La BPER Banca s.p.a ricorre in cassazione avverso la suddetta sentenza con due motivi, illustrati da memoria. NOME COGNOME e Banca Mediolanum resistono con distinti atti di controricorso, illustrati da memoria. Non svolgono difese gli intimati, quali eredi di NOME COGNOME
RITENUTO CHE
Il primo motivo denunzia, ex art. 360, n. 5, c.p.c., l’omesso esame di fatto decisivo, per non aver la Corte d’appel lo valutato quattro indicatori di anomalia del comportamento tenuto dal danneggiato, oggetto di discussione, ma mai contestati da controparte, tali da evidenziare una assoluta consapevolezza del danneggiato di operare con il dipendente della banca su base personalistica, al di fuori dei canali bancari, e di concorrere volontariamente alla violazione delle normative interne della Banca.
In particolare, la ricorrente assume che i fatti pacifici, ricostruiti nella sentenza di primo grado, confermati nella ricostruzione del fatto dalla stessa Corte di Appello, e mai contestati dall’attore, sono i seguenti:
il NOME (danneggiato) non aveva mai versato e/o ragionevolmente ritenuto di versare le somme nelle casse della banca
per effettuare i propri investimenti, avendo invece consapevolmente e personalmente consegnato le somme a favore del COGNOME, in forma volontariamente non tracciabile; tale fatto pacifico è stato riconosciuto dallo stesso attore-appellante che, per ricostruire il danno patito e quindi dare prova dell ‘esborso, aveva ribadito anche in appello di aver prodotto in primo grado, come in effetti ha fatto con la memoria istruttoria del 13.2.2003, vari documenti ( ‘ Matrice dell’assegno n. 038.788.092, di L 100.000.000, tratto il 16.9.1996 sulla Banca Popolare di Ancona di Vairano Patenora-Vairano Scalo, dal dr.
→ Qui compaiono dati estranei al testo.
//! Operation metrics and spans.
//!
//! Labels come from the registry, not the request: a name that is not
//! registered is recorded as `unregistered`, so arbitrary request names
//! cannot grow the label set. Every series also carries the operation's
//! execution mode.

use std::future::Future;
use std::pin::Pin;
use std::sync::Arc;
use std::task::{Context, Poll};
use std::time::Instant;

use opforge_core::ExecutionMode;
use tower::{Layer, Service};
use tracing::{debug, info_span, warn, Instrument};

use crate::service::registry::OperationRegistry;
use crate::service::request::{OperationError, OperationRequest, OperationResponse};

pub const OPERATIONS_TOTAL: &str = "opforge_operations_total";
pub const OPERATION_DURATION_SECONDS: &str = "opforge_operation_duration_seconds";
pub const OPERATIONS_IN_FLIGHT: &str = "opforge_operations_in_flight";

const UNREGISTERED: &str = "unregistered";

/// Metric labels for one request.
#[derive(Debug, Clone, PartialEq, Eq)]
struct OperationLabels {
    operation: String,
    mode: &'static str,
}

impl OperationLabels {
    fn resolve(registry: &OperationRegistry, name: &str) -> Self {
        match registry.model(name) {
            Some(model) => Self {
                operation: model.name.clone(),
                mode: match model.execution_mode {
                    ExecutionMode::Blocking => "blocking",
                    ExecutionMode::NonBlocking => "non_blocking",
                },
            },
            None => Self {
                operation: UNREGISTERED.to_string(),
                mode: "none",
            },
        }
    }
}

/// Counts outcomes, records latency and tracks in-flight requests per
/// registered operation.
#[derive(Debug, Clone)]
pub struct MetricsLayer {
    registry: Arc<OperationRegistry>,
}

impl MetricsLayer {
    #[must_use]
    pub fn new(registry: Arc<OperationRegistry>) -> Self {
        Self { registry }
    }
}

impl<S> Layer<S> for MetricsLayer {
    type Service = MetricsService<S>;

    fn layer(&self, inner: S) -> Self::Service {
        MetricsService {
            inner,
            registry: Arc::clone(&self.registry),
        }
    }
}

#[derive(Debug, Clone)]
pub struct MetricsService<S> {
    inner: S,
    registry: Arc<OperationRegistry>,
}

impl<S> Service<OperationRequest> for MetricsService<S>
where
    S: Service<OperationRequest, Response = OperationResponse, Error = OperationError> + Send,
    S::Future: Send + 'static,
{
    type Response = OperationResponse;
    type Error = OperationError;
    type Future = Pin<Box<dyn Future<Output = Result<OperationResponse, OperationError>> + Send>>;

    fn poll_ready(&mut self, cx: &mut Context<'_>) -> Poll<Result<(), Self::Error>> {
        self.inner.poll_ready(cx)
    }

    fn call(&mut self, request: OperationRequest) -> Self::Future {
        let labels = OperationLabels::resolve(&self.registry, &request.operation);
        let span = info_span!(
            "operation",
            operation = %request.operation,
            mode = labels.mode,
            call_id = request.call_id,
            correlation_id = request.correlation_id.as_deref(),
            outcome = tracing::field::Empty,
        );

        let in_flight = ::metrics::gauge!(
            OPERATIONS_IN_FLIGHT,
            "operation" => labels.operation.clone(),
            "mode" => labels.mode
        );
        in_flight.increment(1.0);
        let started = Instant::now();
        let fut = self.inner.call(request);

        Box::pin(
            async move {
                let result = fut.await;
                in_flight.decrement(1.0);
                let elapsed = started.elapsed();
                let outcome = result.as_ref().map_or_else(OperationError::outcome, |_| "ok");
                tracing::Span::current().record("outcome", outcome);

                ::metrics::counter!(
                    OPERATIONS_TOTAL,
                    "operation" => labels.operation.clone(),
                    "mode" => labels.mode,
                    "outcome" => outcome
                )
                .increment(1);
                ::metrics::histogram!(
                    OPERATION_DURATION_SECONDS,
                    "operation" => labels.operation,
                    "mode" => labels.mode
                )
                .record(elapsed.as_secs_f64());

                #[allow(clippy::cast_possible_truncation)]
                let duration_ms = elapsed.as_millis() as u64;
                match &result {
                    Ok(_) => debug!(duration_ms, "operation complete"),
                    Err(err) => warn!(duration_ms, error = %err, "operation failed"),
                }
                result
            }
            .instrument(span),
        )
    }
}

#[cfg(test)]
mod tests {
    use opforge_core::{OperationModel, Value};
    use tower::ServiceExt;

    use super::*;
    use crate::config::EngineConfig;
    use crate::execution::{CompletionCallback, ExecutionContext, OperationMethod};
    use crate::lifecycle::ScopeRegistry;
    use crate::service::dispatch::OperationDispatcher;

    crate::operation_delegate! {
        #[derive(Debug)]
        struct Pinger {}
    }

    fn registry() -> Arc<OperationRegistry> {
        let registry =
            OperationRegistry::new(EngineConfig::default(), Arc::new(ScopeRegistry::default()));
        registry
            .register(
                OperationModel::new("ping"),
                OperationMethod::blocking(|_: &mut Pinger, _: &ExecutionContext| {
                    Ok(Value::from("pong"))
                }),
            )
            .unwrap();
        registry
            .register(
                OperationModel::new("ping_later").with_execution_mode(ExecutionMode::NonBlocking),
                OperationMethod::non_blocking(
                    |_: Pinger, _: ExecutionContext, done: CompletionCallback| {
                        done.success("pong");
                    },
                ),
            )
            .unwrap();
        Arc::new(registry)
    }

    #[test]
    fn labels_follow_the_registry() {
        let registry = registry();
        assert_eq!(
            OperationLabels::resolve(&registry, "ping"),
            OperationLabels {
                operation: "ping".to_string(),
                mode: "blocking",
            }
        );
        assert_eq!(OperationLabels::resolve(&registry, "ping_later").mode, "non_blocking");

        let unknown = OperationLabels::resolve(&registry, "../../etc/passwd");
        assert_eq!(unknown.operation, UNREGISTERED);
        assert_eq!(unknown.mode, "none");
    }

    #[tokio::test]
    async fn passes_responses_through() {
        let registry = registry();
        let layer = MetricsLayer::new(Arc::clone(&registry));
        let svc = layer.layer(OperationDispatcher::new(registry));
        let resp = svc.oneshot(OperationRequest::new(42, "ping_later", 0)).await.unwrap();
        assert_eq!(resp.call_id, 42);
        assert_eq!(resp.value, Value::from("pong"));
    }

    #[tokio::test]
    async fn passes_errors_through() {
        let registry = registry();
        let layer = MetricsLayer::new(Arc::clone(&registry));
        let svc = layer.layer(OperationDispatcher::new(registry));
        let err = svc.oneshot(OperationRequest::new(1, "nope", 0)).await.unwrap_err();
        assert_eq!(err.outcome(), "unknown_operation");
    }
}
NOME COGNOME all’ordine di se medesimo sul proprio c/c n. 932/74, e consegnato a NOME NOME per l’investimento a termine di un anno con interessi al 10%’ -v. atto di appello de ll’attore, pg. 7, cap 5 par 6 ; ‘ Matrice dell’assegno n. 036.139.034 di L. 200.000. 000 tratto il 26/2/1996 sulla Banca Popolare di Ancona, Agenzia di Vairano Patenora -Vairano Scalo, dal Dr NOME COGNOME all’ordine di se medesimo sul proprio c/c n. 932/74, e consegnato al COGNOME NOME ‘ -atto di appello dell’attore, pg. 6, cap 5 par 1 -); il giudice di primo grado aveva confermato la circostanza e la stessa non è stata contestata dalla Corte di Appello che, sul punto ha fatto un generico richiamo all” impiego di ricevute ‘ (pg.8), che sono le ricevute prodotte e citate dal medesimo appellante, ovvero le ricevute (falsificate) con cui, ad anni di distanza, il COGNOME avrebbe tranquillizzato il NOME circa l’ efficacia dei suoi investimenti; al riguardo, lo stesso appellante aveva dedotto e riconosciuto che erano datate ad anni di distanza dai versamenti (la prima è del 16.9.1997, quindi ad un anno del primo investimento, citata a pg. 6 par. 2 dell’atto di appello); pertanto, era pacifico che, per effettuare il proprio investimento, l’attore, invece di effettuare una qualsiasi forma di versamento tracciabile nelle casse della Banca di una così ingente somma, tramite bonifico o assegno
intestato alla Banca, avesse volontariamente deciso di cambiare un assegno tratto all’ordine ‘ di se medesimo ‘ , e quindi consegnarne al COGNOME le relative somme personalmente, in forma non tracciabile; 2) allorquando il NOME, dopo quattro anni, aveva richiesto il disinvestimento, il COGNOME gli aveva erogato i rimborsi -poi rivelatisi insoluti -con assegni anch’essi personali , tratti sul proprio conto, che l’attore/appellante aveva portato all’incasso per cercare di rientrare i n possesso delle somme erogate, circostanza confermata dallo stesso appellante; d i tali assegni l’appellante stesso deduce va che, dopo aver chiesto il disinvestimento, il COGNOME gli ‘ aveva finanche rilasciato due assegni di L 78.000.000 ciascuno, tratti presso la Banca Mediolanum, ma gli stessi erano stati protestati ‘ (pg. 4 atto di appello); il Marcello, che secondo la sentenza della Corte di Appello, avrebbe avuto l’apparenza d i star operando con la Banca, aveva posto all’incasso, all’esito della propria richiesta di disinvestimento, assegni tratti dalla persona fisica del COGNOME; 3) negli estratti conto inviati dalla Banca all’attore, dal 1996 , non risultava alcuna movimentazione circa le somme versate o gli investimenti fatti dallo stesso NOME, ovvero gli asseriti crediti , per cui il giudice di primo grado ne aveva dedotto o che il NOME non ha più ricevuto alcuna somma di danaro sin dal 1996 ovvero le ha ricevute al di fuori del canale bancario ‘ (pg 10 e ss. della sentenza di primo grado), circostanze ribadite dalla Corte di Appello; pertanto , era pacifico che l’attore avesse sempre ricevuto gli estratti conto senza opporre, per anni, alcuna contestazione in ordine all’insussistenza dei rendimenti che riteneva erogati in suo favore; 4) l’attore non aveva mai firmato, né dedotto di averlo fatto, nessun contratto o modulo di investimento, e non aveva mai ricevuto, o dedotto di aver ricevuto, nessun estratto conto dei titoli, come
evidenziato dal Tribunale (pg. 10 della sentenza), circostanza non contestata dall’appellante.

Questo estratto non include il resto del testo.